Industry voice: Swiftwater breathing apparatus: disrupting the drowning process and mitigating rescuer fatalities
Drowning is a leading cause of accidental death worldwide, with traditional drowning prevention strategies focused on buoyancy aids, and protective equipment proving insufficient in mitigating the immediate risks of cold-water shock and drowning. Steve Glassey explains how the Swiftwater Breathing Apparatus (SWBA) has emerged as a potential game-changer
Drowning is a major public health concern, with an estimated 295,000 deaths occurring worldwide each year.¹ Traditional drowning prevention strategies have focused on buoyancy aids like personal flotation devices (PFDs) and protective equipment such as helmets.
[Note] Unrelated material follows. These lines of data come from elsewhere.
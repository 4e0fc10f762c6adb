#![no_main]

use libfuzzer_sys::fuzz_target;
use pdbcompare::metadata::pdb::PortablePdb;

fuzz_target!(|data: &[u8]| {
    if let Ok(pdb) = PortablePdb::from_mem(data.to_vec()) {
        let _ = pdb.read_symbols();
    }
});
However, these measures do little to mitigate the immediate risks of cold-water shock and the drowning process itself.2
Swiftwater Breathing Apparatus (SWBA) has emerged as a potential solution, offering respiratory protection at the water’s surface and a means of interrupting the drowning process.
Disruption of drowning
The drowning process involves a sequence of events, including struggle to keep the airway clear of water, initial submersion and breath-holding, aspiration of water, unconsciousness, and cardio-respiratory arrest.³ SWBA can interrupt this process at critical points:
Maintaining a clear airway: SWBA provides a means to maintain a clear airway even if submerged or engulfed by water, preventing the initial struggle to keep the airway clear²
Mitigating the gasp reflex: the gasp reflex, triggered by sudden skin cooling on immersion, can result in involuntary aspiration of water.³ With SWBA, the operator can quickly access the mouthpiece to provide breathable air, preventing water aspiration during the initial cold shock response
Preventing water aspiration: aspiration of water leads to worsening hypoxia, unconsciousness, and eventually cardio-respiratory arrest.³ By preventing water aspiration, SWBA can delay the onset of these later stages of the drowning process.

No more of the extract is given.